In my research for The Prettiest Star, I learned that Oprah had returned to Williamstown, West Virginia in 2010, 23 years after the original show. This time, Mike wasn’t there—he died in 1994. According to his sisters, after the show in 1987, Mike left town and moved to California. They said Mike didn’t regret going on the show, despite all the ugliness and hurt; he’d wanted to educate America about AIDS and gay people. He wanted to make a difference.
After re-watching the original tape, Oprah says she felt struck by Mike’s bravery and profoundly disturbed by the audience’s lack of compassion. The man who proclaimed AIDS would eradicate gay men was invited back on, and only after Oprah prods him does he admit minor regret about what he said. But he doesn’t apologize, not really. Instead, he frames his homophobia by expressing concern for Mike—wouldn’t he have found better healthcare and more understanding in a city (far away)?
In a startling moment, Oprah addresses him—and so she addresses us, the viewers—“But who are you?” She asks: “Who are you, Who am I? Who are we to say whether or not a person can come home to be with their family?”
Who are you?
Who are we?
As a country, we need to face our collective response to the men, and women, whose lives were cut short by AIDS, and who were victims of the homophobia, shunning, and cruelty that played out in small towns, in families, in cities, and in the national landscape. In The Prettiest Star, I try to bear witness, to tell Brian’s story, a story about the pain of homophobia, about queer existence and visibility and survival.
That day in 1987, the Oprah episode reaffirmed for me what the world had been telling me: if you were gay, you would be ostracized. You would be cut off from friends and family, and hated by your country. You may die from a terrible disease. I wasn’t at all surprised to hear a man say he was repulsed by gay men or hoped for their extinction, or by the audience’s applause.
But something else stuck with me, too.
Back then, I didn’t know any gay people, let alone trans people.
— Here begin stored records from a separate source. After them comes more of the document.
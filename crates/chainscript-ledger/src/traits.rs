use chainscript_types::{BlockHash, StoryId};

use crate::block::Block;
use crate::error::LedgerError;
use crate::record::{RegistrySnapshot, StoryRecord};
use crate::story::VerifyOutcome;

/// Write boundary for story creation, submission, and verification.
pub trait StoryWriter: Send + Sync {
    /// Register a new story under a fresh id. `parent_story_id` and
    /// `parent_block_hash` must resolve when given.
    fn create_story(
        &self,
        title: &str,
        parent_story_id: Option<StoryId>,
        parent_block_hash: Option<BlockHash>,
    ) -> Result<StoryId, LedgerError>;

    /// Create a pending block carrying `passage`, linked to the story's
    /// current tail.
    fn submit_passage(
        &self,
        story_id: &StoryId,
        passage: &str,
        author: &str,
        branch_from: Option<BlockHash>,
    ) -> Result<Block, LedgerError>;

    /// Record one verifier's co-signature on a pending block.
    fn verify_block(
        &self,
        story_id: &StoryId,
        block_hash: &BlockHash,
        verifier: &str,
    ) -> Result<VerifyOutcome, LedgerError>;
}

/// Read boundary for story queries.
pub trait StoryReader: Send + Sync {
    fn get_story(&self, story_id: &StoryId) -> Result<StoryRecord, LedgerError>;

    fn get_chain(&self, story_id: &StoryId) -> Result<Vec<Block>, LedgerError>;

    /// Pending blocks ordered by creation time, then hash.
    fn get_pending(&self, story_id: &StoryId) -> Result<Vec<Block>, LedgerError>;

    /// Finalized or pending block `hash` within the story.
    fn find_block(
        &self,
        story_id: &StoryId,
        hash: &BlockHash,
    ) -> Result<Option<Block>, LedgerError>;

    /// Finalized passages joined by blank lines.
    fn story_text(&self, story_id: &StoryId) -> Result<String, LedgerError>;

    fn story_ids(&self) -> Result<Vec<StoryId>, LedgerError>;

    /// Story owning the finalized block `hash`, if any.
    fn owner_of(&self, hash: &BlockHash) -> Result<Option<StoryId>, LedgerError>;

    fn snapshot(&self) -> Result<RegistrySnapshot, LedgerError>;
}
No one was out of the closet in my town. There was little to zero queer representation in pop culture or the media, except in the way of jokes—Jack on Three’s Company faking gay by adding a lisp or flip of the wrist—or the occasional villain or clown, always minor, always expendable.
I’m certain this was the first time I saw a gay man with AIDS tell his side of the story. A gay man who lived in a town like mine—a gay man who looked like my cousins, my neighbors. Who wasn’t wealthy or living in a far-away city. He was someone I recognized. And, maybe seeing him on TV, showed me another possibility: you could live your life with courage, without shame. Like Mike Sisco. Who, on a hot summer day, in a small town in West Virginia in 1987, went for a swim. And, then, he went on the Oprah show, in front of millions of people, to declare that, as a gay man with AIDS, his life had value.